From the way you seem to be testing you are assuming that the two elements are connected in series. Have you verified that this is the case ? (You could test each individual element. ) It is very unlikely you can buy replacement elements.

Les.
 
From the way you seem to be testing you are assuming that the two elements are connected in series. Have you verified that this is the case ? (You could test each individual element. ) It is very unlikely you can buy replacement elements.

We used to repair toasters (and irons etc.) years ago where I used to work, but we stopped, probably in the mid 70's, as it became non-viable. The prices of new items came down, and the price of spares went up - so not worth bothering any more.

Certainly now, with give away prices, you're unlikely to be able to source spares for toasters - and quite a few I've seen have no sensible way of getting them apart, no screws or anything, just metal tabs bent over.
 
We used to repair toasters (and irons etc.) years ago where I used to work, but we stopped, probably in the mid 70's, as it became non-viable. The prices of new items came down, and the price of spares went up - so not worth bothering any more.

Certainly now, with give away prices, you're unlikely to be able to source spares for toasters - and quite a few I've seen have no sensible way of getting them apart, no screws or anything, just metal tabs bent over.
True, and I did buy a new toaster, I was just wondering if I could fix this one before throwing it away. If I need to buy any expensive parts to fix this I won't do it since it's cheaper to buy a new toaster. Also I can learn about eletronics messing around with this stuff.

From the way you seem to be testing you are assuming that the two elements are connected in series. Have you verified that this is the case ? (You could test each individual element. ) It is very unlikely you can buy replacement elements.

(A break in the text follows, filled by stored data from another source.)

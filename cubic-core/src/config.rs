//! World settings shared by the simulation and its generation stages.
use serde::{Deserialize, Serialize};

/// One layer of the flat terrain stage, stacked bottom up.
#[derive(Debug, Clone, PartialEq, Eq, Serialize, Deserialize)]
pub struct FlatLayer {
    /// Block registry name.
    pub block: String,
    /// Thickness in blocks.
    pub height: u32,
}

impl FlatLayer {
    fn new(block: &str, height: u32) -> Self {
        Self {
            block: block.to_owned(),
            height,
        }
    }
}

/// Cubes each stage may process per pipeline cycle.
#[derive(Debug, Clone, Copy, PartialEq, Eq, Serialize, Deserialize)]
#[serde(default)]
pub struct BatchSizes {
    /// Terrain stage.
    pub terrain: usize,
    /// Surface stage.
    pub surface: usize,
    /// Structures stage.
    pub structures: usize,
    /// Lighting stage.
    pub lighting: usize,
    /// Features stage.
    pub features: usize,
}

impl Default for BatchSizes {
    fn default() -> Self {
        Self {
            terrain: 5,
            surface: 10,
            structures: 10,
            lighting: 5,
            features: 100,
        }
    }
}

impl BatchSizes {
    /// All sizes in stage order.
    #[must_use]
    pub const fn as_array(&self) -> [usize; 5] {
        [
            self.terrain,
            self.surface,
            self.structures,
            self.lighting,
            self.features,
        ]
    }
}

/// Settings of one world.
#[derive(Debug, Clone, PartialEq, Eq, Serialize, Deserialize)]
#[serde(default)]
pub struct WorldConfig {
    /// Sea level in blocks. Sky light is only diffused at or above `sea_level - 16`.
    pub sea_level: i32,
    /// Whether the dimension has a sky.
    pub has_sky: bool,
    /// Voxel lines per column re-checked for light each tick.
    pub relight_checks_per_tick: usize,
    /// Y of the bottom of the first flat layer.
    pub flat_base_y: i32,
    /// Flat terrain layers, bottom first.
    pub flat_layers: Vec<FlatLayer>,
    /// Per-stage batch sizes.
    pub batch_sizes: BatchSizes,
}

impl Default for WorldConfig {
    fn default() -> Self {
        Self {
            sea_level: 63,
            has_sky: true,
            relight_checks_per_tick: 2,
            flat_base_y: 0,
            flat_layers: vec![
                FlatLayer::new("bedrock", 1),
                FlatLayer::new("stone", 59),
                FlatLayer::new("dirt", 3),
                FlatLayer::new("grass_block", 1),
            ],
            batch_sizes: BatchSizes::default(),
        }
    }
}

impl WorldConfig {
    /// Checks values that would stall or break the world.
    pub fn validate(&self) -> Result<(), &'static str> {
        if self.batch_sizes.as_array().contains(&0) {
            return Err("Batch sizes must be at least 1");
        }
        let limit = cubic_utils::address::MAX_VERTICAL << 4;
        if !(-limit..=limit).contains(&self.sea_level) {
            return Err("Sea level must be inside the addressable height range");
        }
        if self.flat_layers.iter().any(|layer| layer.block.is_empty()) {
            return Err("Flat layers need a block name");
        }
        Ok(())
    }
}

I did not verify they are conected in series, in fact after reading your post and looking at the toaster I don't think so. So I tried the probes, one on the terminal and one on the correspondent point on the PCB:
TOASTER.jpg

And got a reading of 1.5 with the 200 ohm selected on multimeter, on both red and blue wires (so, both elements). Does this means they are functioning properly?
 
True, and I did buy a new toaster, I was just wondering if I could fix this one before throwing it away. If I need to buy any expensive parts to fix this I won't do it since it's cheaper to buy a new toaster. Also I can learn about eletronics messing around with this stuff.

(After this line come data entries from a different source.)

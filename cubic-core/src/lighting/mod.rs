//! First light for freshly generated cubes, and the world interface it runs against.
mod first_light_processor;

use cubic_utils::{BlockPos, ColumnPos, CubePos};

pub use first_light_processor::{FirstLightProcessor, SKY_DIFFUSE_DEPTH, sky_gradient_line};

use crate::block::BlockRegistry;
use crate::column::Column;
use crate::cube::{Cube, GeneratorStage, LightKind};
use crate::light_engine::Direction;

/// Read and write access to loaded cubes and columns.
pub trait CubeCache {
    /// The loaded cube at `pos`, with no side effects.
    fn cube(&self, pos: CubePos) -> Option<&Cube>;

    /// The loaded cube at `pos`, mutably.
    fn cube_mut(&mut self, pos: CubePos) -> Option<&mut Cube>;

    /// The loaded column at `pos`.
    fn column(&self, pos: ColumnPos) -> Option<&Column>;

    /// The loaded column at `pos`, mutably.
    fn column_mut(&mut self, pos: ColumnPos) -> Option<&mut Column>;

    /// The loaded cube, or the shared blank cube when there is none.
    fn cube_or_blank(&self, pos: CubePos) -> &Cube {
        self.cube(pos).unwrap_or(Cube::blank())
    }

    /// Whether the cube and its six face neighbors are loaded and have reached `stage`.
    fn cube_and_neighbors_at_least(&self, pos: CubePos, stage: GeneratorStage) -> bool {
        let reached = |pos| {
            self.cube(pos)
                .is_some_and(|cube| cube.generator_stage() >= stage)
        };
        reached(pos)
            && Direction::ALL
                .iter()
                .all(|dir| reached(dir.relative_cube(pos)))
    }
}

/// The world primitives lighting depends on.
pub trait LightingWorld: CubeCache {
    /// Block properties.
    fn blocks(&self) -> &BlockRegistry;

    /// Whether the dimension has a sky.
    fn has_sky(&self) -> bool;

    /// Sea level in blocks.
    fn sea_level(&self) -> i32;

    /// Light at a world position, using the sky default for missing cubes.
    fn light_at(&self, kind: LightKind, pos: BlockPos) -> u8;

    /// Recomputes light at `pos` and spreads the change.
    ///
    /// Returns `false` if the surrounding cubes are not loaded.
    fn update_lighting_at(&mut self, kind: LightKind, pos: BlockPos) -> bool;
}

I did not verify they are conected in series, in fact after reading your post and looking at the toaster I don't think so. So I tried the probes, one on the terminal and one on the correspondent point on the PCB:
View attachment 131369

And got a reading of 1.5 with the 200 ohm selected on multimeter, on both red and blue wires (so, both elements). Does this means they are functioning properly?

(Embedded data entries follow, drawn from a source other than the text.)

// Wrapper types making it harder to accidentally mix block, cube and column coordinates.

use std::fmt::{self, Display};

use serde::{Deserialize, Serialize};

use crate::coords::{
    block_to_cube, block_to_local, cube_to_max_block, cube_to_min_block, local_to_block,
};
use crate::math::{vector2::Vector2, vector3::Vector3};

// A raw block state id. Using the block registry this id resolves to a block and its properties.
#[derive(Debug, Clone, Copy, PartialEq, Eq, Hash, PartialOrd, Ord, Default, Serialize, Deserialize)]
pub struct BlockStateId(pub u16);

// A block position in world space.
#[derive(Debug, Clone, Copy, PartialEq, Eq, Hash, PartialOrd, Ord, Default, Serialize, Deserialize)]
pub struct BlockPos(pub Vector3<i32>);

// A cube position, one unit per 16 blocks on every axis.
#[derive(Debug, Clone, Copy, PartialEq, Eq, Hash, PartialOrd, Ord, Default, Serialize, Deserialize)]
pub struct CubePos(pub Vector3<i32>);

// A column position, the horizontal part of a cube position.
#[derive(Debug, Clone, Copy, PartialEq, Eq, Hash, PartialOrd, Ord, Default, Serialize, Deserialize)]
pub struct ColumnPos(pub Vector2<i32>);

/// A position inside a cube, each axis in `0..16`.
#[derive(Debug, Clone, Copy, PartialEq, Eq, Hash, PartialOrd, Ord, Default)]
pub struct LocalPos {
    /// Local x.
    pub x: usize,
    /// Local y.
    pub y: usize,
    /// Local z.
    pub z: usize,
}

impl BlockPos {
    /// Creates a block position.
    #[must_use]
    pub const fn new(x: i32, y: i32, z: i32) -> Self {
        Self(Vector3::new(x, y, z))
    }

    /// The x coordinate.
    #[must_use]
    pub const fn x(&self) -> i32 {
        self.0.x
    }

    /// The y coordinate.
    #[must_use]
    pub const fn y(&self) -> i32 {
        self.0.y
    }

    /// The z coordinate.
    #[must_use]
    pub const fn z(&self) -> i32 {
        self.0.z
    }

    /// Returns this position moved by the given deltas.
    #[must_use]
    pub const fn offset(&self, dx: i32, dy: i32, dz: i32) -> Self {
        Self::new(self.0.x + dx, self.0.y + dy, self.0.z + dz)
    }

    /// The cube containing this block.
    #[must_use]
    pub const fn cube_pos(&self) -> CubePos {
        CubePos::new(
            block_to_cube(self.0.x),
            block_to_cube(self.0.y),
            block_to_cube(self.0.z),
        )
    }

    /// The column containing this block.
    #[must_use]
    pub const fn column_pos(&self) -> ColumnPos {
        ColumnPos::new(block_to_cube(self.0.x), block_to_cube(self.0.z))
    }

    /// The offset of this block inside its cube.
    #[must_use]
    pub const fn local(&self) -> LocalPos {
        LocalPos::new(
            block_to_local(self.0.x),
            block_to_local(self.0.y),
            block_to_local(self.0.z),
        )
    }
}

impl Display for BlockPos {
    fn fmt(&self, f: &mut fmt::Formatter<'_>) -> fmt::Result {
        write!(f, "({}, {}, {})", self.0.x, self.0.y, self.0.z)
    }
}

impl CubePos {
    /// Creates a cube position.
    #[must_use]
    pub const fn new(x: i32, y: i32, z: i32) -> Self {
        Self(Vector3::new(x, y, z))
    }

    /// The cube x coordinate.
    #[must_use]
    pub const fn x(&self) -> i32 {
        self.0.x
    }

    /// The cube y coordinate.
    #[must_use]
    pub const fn y(&self) -> i32 {
        self.0.y
    }

    /// The cube z coordinate.
    #[must_use]
    pub const fn z(&self) -> i32 {
        self.0.z
    }

    /// The column this cube belongs to.
    #[must_use]
    pub const fn column(&self) -> ColumnPos {
        ColumnPos::new(self.0.x, self.0.z)
    }

    /// Returns the cube moved by the given deltas.
    #[must_use]
    pub const fn offset(&self, dx: i32, dy: i32, dz: i32) -> Self {
        Self::new(self.0.x + dx, self.0.y + dy, self.0.z + dz)
    }

    /// The lowest corner block of the cube.
    #[must_use]
    pub const fn min_block(&self) -> BlockPos {
        BlockPos::new(
            cube_to_min_block(self.0.x),
            cube_to_min_block(self.0.y),
            cube_to_min_block(self.0.z),
        )
    }

    /// The highest corner block of the cube.
    #[must_use]
    pub const fn max_block(&self) -> BlockPos {
        BlockPos::new(
            cube_to_max_block(self.0.x),
            cube_to_max_block(self.0.y),
            cube_to_max_block(self.0.z),
        )
    }

    /// World position of a local offset in this cube.
    #[must_use]
    pub const fn block_at(&self, local: LocalPos) -> BlockPos {
        BlockPos::new(
            local_to_block(self.0.x, local.x),
            local_to_block(self.0.y, local.y),
            local_to_block(self.0.z, local.z),
        )
    }

    /// Whether the block lies inside this cube.
    #[must_use]
    pub const fn contains(&self, pos: BlockPos) -> bool {
        block_to_cube(pos.0.x) == self.0.x
            && block_to_cube(pos.0.y) == self.0.y
            && block_to_cube(pos.0.z) == self.0.z
    }
}

impl Display for CubePos {
    fn fmt(&self, f: &mut fmt::Formatter<'_>) -> fmt::Result {
        write!(f, "cube({}, {}, {})", self.0.x, self.0.y, self.0.z)
    }
}

impl ColumnPos {
    /// Creates a column position.
    #[must_use]
    pub const fn new(x: i32, z: i32) -> Self {
        Self(Vector2::new(x, z))
    }

    /// The column x coordinate.
    #[must_use]
    pub const fn x(&self) -> i32 {
        self.0.x
    }

    /// The column z coordinate.
    #[must_use]
    pub const fn z(&self) -> i32 {
        self.0.y
    }

    /// The cube at height `y` in this column.
    #[must_use]
    pub const fn cube(&self, y: i32) -> CubePos {
        CubePos::new(self.0.x, y, self.0.y)
    }

    /// World position of the block at a local horizontal offset and world height.
    #[must_use]
    pub const fn block_at(&self, local_x: usize, y: i32, local_z: usize) -> BlockPos {
        BlockPos::new(
            local_to_block(self.0.x, local_x),
            y,
            local_to_block(self.0.y, local_z),
        )
    }
}

impl Display for ColumnPos {
    fn fmt(&self, f: &mut fmt::Formatter<'_>) -> fmt::Result {
        write!(f, "column({}, {})", self.0.x, self.0.y)
    }
}

impl LocalPos {
    /// Creates a local position. Each axis must be below 16.
    #[must_use]
    pub const fn new(x: usize, y: usize, z: usize) -> Self {
        debug_assert!(x < 16 && y < 16 && z < 16);
        Self { x, y, z }
    }

    /// Flat index in y, z, x order, the layout shared by block and light storage.
    #[inline]
    #[must_use]
    pub const fn index(&self) -> usize {
        (self.y << 8) | (self.z << 4) | self.x
    }

    /// Inverse of [`LocalPos::index`].
    #[inline]
    #[must_use]
    pub const fn from_index(index: usize) -> Self {
        Self::new(index & 15, (index >> 8) & 15, (index >> 4) & 15)
    }

    /// Iterates every local position of a cube in index order.
    pub fn all() -> impl Iterator<Item = LocalPos> {
        (0..crate::coords::CUBE_VOLUME).map(LocalPos::from_index)
    }
}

Most probably - they are simply a piece of resistance wire.

There 'may' be a thermal fuse, they usually look like a silver diode, and blow if it gets too hot.
 
Measuring with the wires connected to the PCB may mean you are measuring resistance on the PCB itself, it does not mean the elements are good or not. The only sure way to test the heating element is to remove one wire from the PCB, and only then measure across the element with an ohm meter. That eliminates any resistance from the PCB itself.
Your reading suggests the element may be good, but if something is conducting on the PCB, it can throw that reading off.
 
Measuring with the wires connected to the PCB may mean you are measuring resistance on the PCB itself, it does not mean the elements are good or not. The only sure way to test the heating element is to remove one wire from the PCB, and only then measure across the element with an ohm meter. That eliminates any resistance from the PCB itself.
Your reading suggests the element may be good, but if something is conducting on the PCB, it can throw that reading off.

That is VERY, VERY unlikely to be the case with a toaster - perhaps you would care to suggest a scenario where that might possibly be the case?.
 
So any idea on how to detect the problem, should I remove the wire from the PCB to measure OHMS like sagor1 suggested?